# Cockatiel hyperactive in cage



## timoki (Feb 2, 2017)

Hi Guys,
I got a cockatiel a bit over a week ago. I used to have one when I was younger and thought its time to have another one again, since there are such joy.
Recently however I observed that my cockatiel becomes randomly hyperactive or running around on the cage sand floor, climbing up and down rapidly the cage walls and trying to even fly up and down (spilling a lot of the sand out of cage eventually). I've also tried to capture in on video on following links, it looks more dramatic in real though:

https://tim-moldenhauer.wistia.com/medias/29yvy1s9sd
https://tim-moldenhauer.wistia.com/medias/59f69o7rrb

There was no noise or anything else which spooked him and he keeps screaming when running around. I've tried ignore and let him calm down and also talk him calm. But it keeps on happening, primarily in the morning / noon time. Throughout the afternoon and evening he is super nice, calm and happy bird.

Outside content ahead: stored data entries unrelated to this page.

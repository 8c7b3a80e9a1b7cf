use std::ops::Index;

use num_traits::AsPrimitive;
use serde::{Deserialize, Serialize};

use crate::{
    darkness::Darkness,
    error::Result,
    image::{IntensityField, PixelData},
    Float, Grid,
};

/// What the residual field counts as unmet demand.
#[derive(Clone, Copy, Debug, PartialEq, Eq, Serialize, Deserialize)]
#[serde(rename_all = "kebab-case")]
pub enum Demand {
    /// `255 - intensity`: dark areas still waiting for thread.
    Dark,
    /// `intensity`: light background still waiting for thread.
    Light,
}

/// Per-cell remaining demand, always kept inside `[0, 255]`.
#[derive(Clone, Debug, PartialEq)]
pub struct Residual<S> {
    data: PixelData<S>,
}

impl<S: Float> Residual<S> {
    pub fn from_field(field: &IntensityField, demand: Demand) -> Self
    where
        u8: AsPrimitive<S>,
    {
        Self {
            data: field.map(|&value| match demand {
                Demand::Dark => S::TWO_FIVE_FIVE - value.as_(),
                Demand::Light => value.as_(),
            }),
        }
    }

    /// Wraps raw demand values, clamping each one into `[0, 255]`.
    pub fn from_values(values: Vec<S>, grid: Grid) -> Result<Self> {
        let mut data = PixelData::from_raw(values, grid)?;
        for value in data.pixels_mut() {
            *value = value.max(S::ZERO).min(S::TWO_FIVE_FIVE);
        }
        Ok(Self { data })
    }

    /// Applies `darkness` to each cell in `indexes`.
    pub fn commit(&mut self, indexes: impl IntoIterator<Item = usize>, darkness: &impl Darkness<S>) {
        let pixels = self.data.pixels_mut();
        for index in indexes {
            pixels[index] = darkness.compute(pixels[index]);
        }
    }

    pub fn sum_over(&self, indexes: impl IntoIterator<Item = usize>) -> S {
        indexes.into_iter().map(|index| self.data[index]).sum()
    }

    pub fn total(&self) -> S {
        self.data.pixels().iter().copied().sum()
    }

    pub fn values(&self) -> &[S] {
        self.data.pixels()
    }

    pub fn grid(&self) -> &Grid {
        self.data.grid()
    }
}

impl<S> Index<usize> for Residual<S> {
    type Output = S;

    fn index(&self, index: usize) -> &Self::Output {
        &self.data[index]
    }
}
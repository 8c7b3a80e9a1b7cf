use std::ops::Deref;

use crate::{
    geometry::{Circle, Point},
    grid::Grid,
    raster::Chord,
};

/// Fixed nail positions, indexed in angular order.
#[derive(Clone, Debug, PartialEq, Eq)]
pub struct NailSet {
    nails: Vec<Point<isize>>,
}

/// Evenly spaces `count` nails on the circle of `radius` around `center`.
pub fn coordinates(count: usize, center: Point<isize>, radius: isize) -> NailSet {
    let circle = Circle { center, radius };
    NailSet {
        nails: (0..count).map(|idx| circle.point_at(idx, count)).collect(),
    }
}

impl NailSet {
    /// Circle centered on `grid`, `inset` pixels inside its shorter half side.
    pub fn circle(grid: Grid, count: usize, inset: usize) -> Self {
        let half = grid.height.min(grid.width) / 2;
        coordinates(
            count,
            Point::new((grid.width / 2) as isize, (grid.height / 2) as isize),
            half as isize - inset as isize,
        )
    }

    pub fn from_points(nails: Vec<Point<isize>>) -> Self {
        Self { nails }
    }

    /// Chord between nails `a` and `b`. Panics if either index is out of range.
    pub fn chord(&self, a: usize, b: usize) -> Chord {
        Chord::new(self.nails[a], self.nails[b])
    }
}

impl Deref for NailSet {
    type Target = [Point<isize>];

    fn deref(&self) -> &Self::Target {
        &self.nails
    }
}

Any ideas? Because I'm afraid he will hurt himself when I'm not at home. Also I think its too early to let him out of his cage yet, as I want to make sure he gets accustomed to his new environment first.


----------



## Jaguar (Jul 11, 2014)

He wants out - the pacing and ducking down low and holding his wings out shows he wants to take off and fly somewhere. I urge you to try to find him a larger and more appropriate cage ASAP - those tiny round cages are no good. I would also work on trying to let him out of the cage for some exercise. If he's untame, you might want to start in a smaller room or at least cover the windows so he can't hurt himself.


----------



## tielfan (Aug 31, 2008)

This is what cockatiels do when they want out of the cage. It's common for new birds to do this a lot. They don't just want to get out of the cage, they want to get out of your entire house and try to find their way back to the place that they are used to. He will settle down after he becomes more comfortable in his new home, so try to work on making him feel more comfortable. Talk to him and hold millet spray in your hand for him to eat. Covering the cage on three sides will make him feel more sheltered.

A different cage would be helpful. It's said that round cages make birds feel more nervous, because there are no corners for them to "hide" in. Birds mostly move in the horizontal direction, so a wide short cage is better than a tall narrow cage. 

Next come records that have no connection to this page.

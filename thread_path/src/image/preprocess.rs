use std::path::Path;

use image::{imageops, DynamicImage, GrayImage, Luma};
use log::debug;

use super::IntensityField;
use crate::error::{ConfigError, Result};

/// Decodes the picture at `path` and runs it through [`preprocess`].
pub fn load(path: impl AsRef<Path>, size: u32) -> Result<IntensityField> {
    let image = image::open(path)?;
    preprocess(&image, size)
}

/// Turns an arbitrary picture into a `size`x`size` intensity field.
///
/// The picture is converted to gray, scaled to fit while keeping its aspect
/// ratio and centered on a canvas filled with its most common gray level, so
/// the letterbox blends with the background. A zero `size` is rejected.
pub fn preprocess(image: &DynamicImage, size: u32) -> Result<IntensityField> {
    if size == 0 {
        return Err(ConfigError::ImageSize.into());
    }
    let gray = image.to_luma8();
    let (width, height) = gray.dimensions();
    let background = dominant_level(&gray);
    debug!("preprocessing {width}x{height} image onto {size}x{size} canvas, background {background}");

    let mut canvas = GrayImage::from_pixel(size, size, Luma([background]));
    if width == 0 || height == 0 {
        return Ok(canvas.into());
    }

    let scale = (size as f32 / width as f32).min(size as f32 / height as f32);
    let new_width = ((width as f32 * scale) as u32).clamp(1, size);
    let new_height = ((height as f32 * scale) as u32).clamp(1, size);
    let resized = imageops::resize(
        &gray,
        new_width,
        new_height,
        imageops::FilterType::Lanczos3,
    );
    imageops::replace(
        &mut canvas,
        &resized,
        ((size - new_width) / 2) as i64,
        ((size - new_height) / 2) as i64,
    );
    Ok(canvas.into())
}

/// Most frequent gray level; ties go to the darker level.
fn dominant_level(image: &GrayImage) -> u8 {
    let mut histogram = [0usize; 256];
    for pixel in image.pixels() {
        histogram[pixel.0[0] as usize] += 1;
    }
    let mut best = 0;
    for level in 1..histogram.len() {
        if histogram[level] > histogram[best] {
            best = level;
        }
    }
    best as u8
}
use std::ops::{Deref, Index};

use image::{GrayImage, Luma};

use crate::{
    error::{Error, Result},
    geometry::Point,
    Grid,
};

mod preprocess;

pub use preprocess::{load, preprocess};

/// Row-major pixel buffer tied to its grid dimensions.
#[derive(Clone, Debug, PartialEq)]
pub struct PixelData<T> {
    pixels: Vec<T>,
    grid: Grid,
}

/// Target image as the core sees it: one gray level in [0, 255] per cell.
pub type IntensityField = PixelData<u8>;

impl<T> PixelData<T> {
    pub fn from_raw(pixels: Vec<T>, grid: Grid) -> Result<Self> {
        if pixels.len() != grid.len() {
            return Err(Error::FieldSize {
                grid,
                expected: grid.len(),
                actual: pixels.len(),
            });
        }
        Ok(Self { pixels, grid })
    }

    pub fn new(mut builder: impl FnMut(Point<usize>) -> T, grid: Grid) -> Self {
        let pixels = (0..grid.len())
            .map(|index| builder(grid.point_of(index)))
            .collect();
        Self { pixels, grid }
    }

    pub fn filled(value: T, grid: Grid) -> Self
    where
        T: Clone,
    {
        Self {
            pixels: vec![value; grid.len()],
            grid,
        }
    }

    pub fn pixels(&self) -> &[T] {
        &self.pixels
    }

    pub fn pixels_mut(&mut self) -> &mut [T] {
        &mut self.pixels
    }

    pub fn grid(&self) -> &Grid {
        &self.grid
    }

    pub fn get(&self, point: Point<usize>) -> Option<&T> {
        (point.x < self.grid.width && point.y < self.grid.height)
            .then(|| &self.pixels[point.y * self.grid.width + point.x])
    }

    pub fn map<U>(&self, f: impl FnMut(&T) -> U) -> PixelData<U> {
        PixelData {
            pixels: self.pixels.iter().map(f).collect(),
            grid: self.grid,
        }
    }
}

impl<T> Deref for PixelData<T> {
    type Target = Grid;

    fn deref(&self) -> &Self::Target {
        &self.grid
    }
}

impl<T> Index<usize> for PixelData<T> {
    type Output = T;

    fn index(&self, index: usize) -> &Self::Output {
        &self.pixels[index]
    }
}

impl From<GrayImage> for IntensityField {
    fn from(value: GrayImage) -> Self {
        let grid = Grid::new(value.height() as usize, value.width() as usize);
        Self {
            pixels: value.into_raw(),
            grid,
        }
    }
}

impl IntensityField {
    pub fn to_gray_image(&self) -> GrayImage {
        GrayImage::from_fn(self.grid.width as u32, self.grid.height as u32, |x, y| {
            Luma([self.pixels[y as usize * self.grid.width + x as usize]])
        })
    }
}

If you're willing to clip his wings at least a little bit, it will reduce his flight speed and make it safer to take him out of the cage. Some people are bitterly opposed to wing clipping, but personally I think it's a sensible safety precaution for a bird in a new home. You can always let the feathers grow out later after he's familiar with his new surroundings.


----------



## chrissy055 (Jan 16, 2017)

I have a 5 month old girl cockatiel. She does the pacing as well, with flapping her wings really fast and climbs up/down the cage walls. We have had her 2 months now but she prefers to be out of her cage. That means they def. want out. I agree to make sure windows are covered and nothing else is laying around that could harm them since they will land on anything and as I've learned will try to eat everything like a toddler. They are really great though


----------



## timoki (Feb 2, 2017)

Thanks everybody for the quick feedback.Its good to know that on one hand its normal at least. I'm trying my best to keep him comfortable at this time with some toys, music, talking to him etc. I could already manage to let him eat out of my hand (within the cage) I'm also looking into a bigger cage at this stage as this one was only a temporary one. 
Something similar to this maybe? http://i.ebayimg.com/00/s/MTAwMFgxMDAw/z/3JgAAOSwZQRYde0C/$_58.JPG


----------



## tielfan (Aug 31, 2008)

That looks like a nice cage.


----------



## Jaguar (Jul 11, 2014)

That cage would be great


----------



## cedricsmom (Mar 26, 2013)

He is a pretty bird and just looks excited. I am sure you will have a lot of fun with him when you let him out. I think he likes the music and to interact with you.


----------